Technical papers discussion will include:
- Useful optimisations of existing MPI functions,
- Interesting directions for future MPI functionality,
- Practical experiences with fault-tolerant MPI programs,
- Exciting progress toward million-thread MPI capability.
- Jonathan Dursi, Ontario Institute for Cancer Research: “How Can MPI Fit Into Today’s Big Computing?”
For years, the academic science and engineering community was almost alone in pursuing very large-scale numerical computing, and MPI was the lingua franca for such work. In this talk, Jonathan looks to see where MPI and the MPI community fits in to this new ecosystem.
- Bill Gropp, NCSA, University of Illinois at Urbana-Champaign: “MPI: The Once and Future King”
Will MPI continue to be relevant, or will some new programming system replace it? Bill’s talk will review the reasons for MPI’s success, including the addition of new features in MPI-2, MPI-3, and planned for MPI-4, and argues why MPI will continue to be the parallel programming system for highly scalable applications.

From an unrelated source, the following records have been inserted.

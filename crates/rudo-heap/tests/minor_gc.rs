//! Young generation collections triggered by allocation and interleaved
//! with major marking.

mod common;

use common::{deterministic_heap, link, object, step_to_completion};
use rudo_heap::{CollectionType, GcReason, HeapConfig, MarkingState};

const PAGE: usize = 64 * 1024;

#[test]
fn test_full_new_space_triggers_minor_collections() {
    let heap = deterministic_heap(
        HeapConfig::new()
            .with_page_size(PAGE)
            .with_new_space_capacity(2 * PAGE),
    );
    let survivor = object(&heap, 0, 64);
    let root = heap.roots().add(Some(survivor));
    for _ in 0..1000 {
        object(&heap, 0, 1016);
    }

    let metrics = heap.last_gc_metrics();
    assert_eq!(metrics.collection_type, CollectionType::Minor);
    assert_eq!(metrics.reason, GcReason::NewSpaceFull);
    assert!(metrics.objects_reclaimed > 0);
    assert!(heap.statistics().new_space_committed <= 2 * PAGE);
    assert!(heap.contains(survivor));
    heap.roots().remove(root);
}

#[test]
fn test_survivors_are_promoted_after_promotion_age() {
    let heap = deterministic_heap(HeapConfig::new().with_promotion_age(2));
    let parent = object(&heap, 1, 0);
    let child = object(&heap, 0, 8);
    link(&heap, parent, 0, Some(child));
    let root = heap.roots().add(Some(parent));

    heap.collect_minor();
    assert!(heap.is_young(parent));
    assert_eq!(heap.last_gc_metrics().pages_promoted, 0);

    heap.collect_minor();
    assert!(!heap.is_young(parent));
    assert!(!heap.is_young(child));
    assert_eq!(heap.last_gc_metrics().pages_promoted, 1);
    assert!(heap.verify().is_ok());

    // Promoted objects are only reclaimed by full collections.
    heap.roots().remove(root);
    heap.collect_minor();
    assert!(heap.contains(parent));
    heap.collect_garbage();
    assert!(!heap.contains(parent));
    assert!(!heap.contains(child));
}

#[test]
fn test_dead_young_objects_leave_the_major_worklist() {
    let heap = deterministic_heap(HeapConfig::new());
    let doomed = object(&heap, 1, 0);
    let kept = object(&heap, 0, 0);
    let doomed_child = object(&heap, 0, 0);
    link(&heap, doomed, 0, Some(doomed_child));
    let doomed_root = heap.roots().add(Some(doomed));
    let kept_root = heap.roots().add(Some(kept));

    assert!(heap.start_incremental_marking());
    heap.roots().remove(doomed_root);
    heap.collect_minor();
    assert!(!heap.contains(doomed));
    assert!(!heap.contains(doomed_child));
    assert!(heap.contains(kept));
    assert_eq!(heap.marking_state(), MarkingState::Marking);
    assert!(heap.verify().is_ok());

    step_to_completion(&heap);
    heap.finalize_incremental_marking();
    assert!(heap.contains(kept));
    assert_eq!(heap.last_gc_metrics().collection_type, CollectionType::IncrementalMajor);
    heap.roots().remove(kept_root);
}

#[test]
fn test_minor_collection_reclaims_empty_pages() {
    let heap = deterministic_heap(HeapConfig::new().with_page_size(PAGE));
    for _ in 0..200 {
        object(&heap, 0, 1016);
    }
    let before = heap.statistics().new_space_committed;
    assert!(before >= 2 * PAGE);
    heap.collect_minor();
    let metrics = heap.last_gc_metrics();
    assert!(metrics.pages_released >= 2);
    assert_eq!(metrics.objects_reclaimed, 200);
    assert!(heap.statistics().new_space_committed < before);
}
//! Marking, barriers and thread coordination.
//!
//! This module holds the collector proper:
//! - tri-color bitmaps and the marking state machine
//! - the segmented worklist shared by every marker
//! - write barriers and the per-thread barrier state
//! - safepoints, the collection barrier and the background task runner
//! - the minor collector and the heap verifier

pub mod barrier;
pub mod collection_barrier;
pub mod incremental;
pub mod mark;
pub mod marker;
pub(crate) mod minor;
pub mod safepoint;
pub mod task;
pub mod verifier;
pub mod worklist;

pub use collection_barrier::{AwaitResult, CollectionBarrier};
pub use incremental::{MarkStats, MarkingController, MarkingState, StepResult};
pub use mark::{Color, Generation, MarkBitmap, MarkingMode};
pub use safepoint::{Safepoint, SafepointScope, ThreadContext, ThreadState};
pub use task::{DefaultTaskRunner, Task, TaskRunner};
pub use verifier::VerificationReport;
pub use worklist::{Local, Worklist};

- Kathryn Mohror, Lawrence Livermore National Laboratory: “Getting Insider Information via the New MPI Tools Information Interface”
MPI 3.0 introduced a new interface for MPI support tools called the MPI Tools Information Interface. With this interface, for the first time, tools can access MPI internal performance and configuration information.
- David Lecomber, Allinea Software: “HPC’s a-changing, so what happens to everything we know?”
The world of HPC is changing faster than it has changed for a long time. HPC has a wider reach than ever. With so much in flux – what does that mean and what can be done for HPC insiders to thrive in the new world?
Workshops and Tutorials at EuroMPI: Register Now
EuroMPI has a commitment to a strong programme of tutorials, with this year’s tutorials on Sunday 25th September including:
- Machine Learning at Scale – Tom Ashby, IMEC, Belgium, & Tom Vander Aa, Exascience Lab at IMEC, Belgium.
This tutorial aims to give the HPC audience insight into the needs and opportunities for using HPC tools for machine learning on large data sets.
- Survival in an MPI World – George Bosilca, Innovative Computing Laboratory, University of Tennessee.
In this tutorial, we will present a holistic approach to fault tolerance by introducing multiple fault management techniques, while maintaining the focus on User Level Failure Mitigation (ULFM), a minimal extension of the MPI specification to introduce resilience in applications.
Full details of the tutorials are available at:
Careers in HPC: An Evening With Interesting People Organised by Women in HPC, but open to all
Sunday, 25 September 2016 from 15:30 to 21:30
Held in collaboration with EuroMPI 2016 and hosted by WHPC, we invite you to join us to learn about creating impact from your work and how to develop your career in scientific software engineering. Finish the evening by meeting leading experts from the MPI community from around the world over dinner.
This session will be followed a special networking evening designed to provide you with key skills to develop your career and meet experts from the HPC and MPI community. This event, hosted by Women in HPC, but open to everyone will host a panel discussion on creating impact from your work: insight into the UK academic funding landscape, as well as a discussion on the opportunities available for careers for Research Software Engineers. The evening will finish with a dinner where you can meet leading members of the MPI and HPC community from around the world.
Call for Posters:
There is still an opportunity to submit abstracts to present your work as a poster at EuroMPI. As part of the EuroMPI 2016 conference, we invite submissions for non-peer-reviewed posters. These posters will not be published in the proceedings of the conference, but presenters will be invited to give a lightning talk about their work at the conference and the poster will be displayed during the poster reception.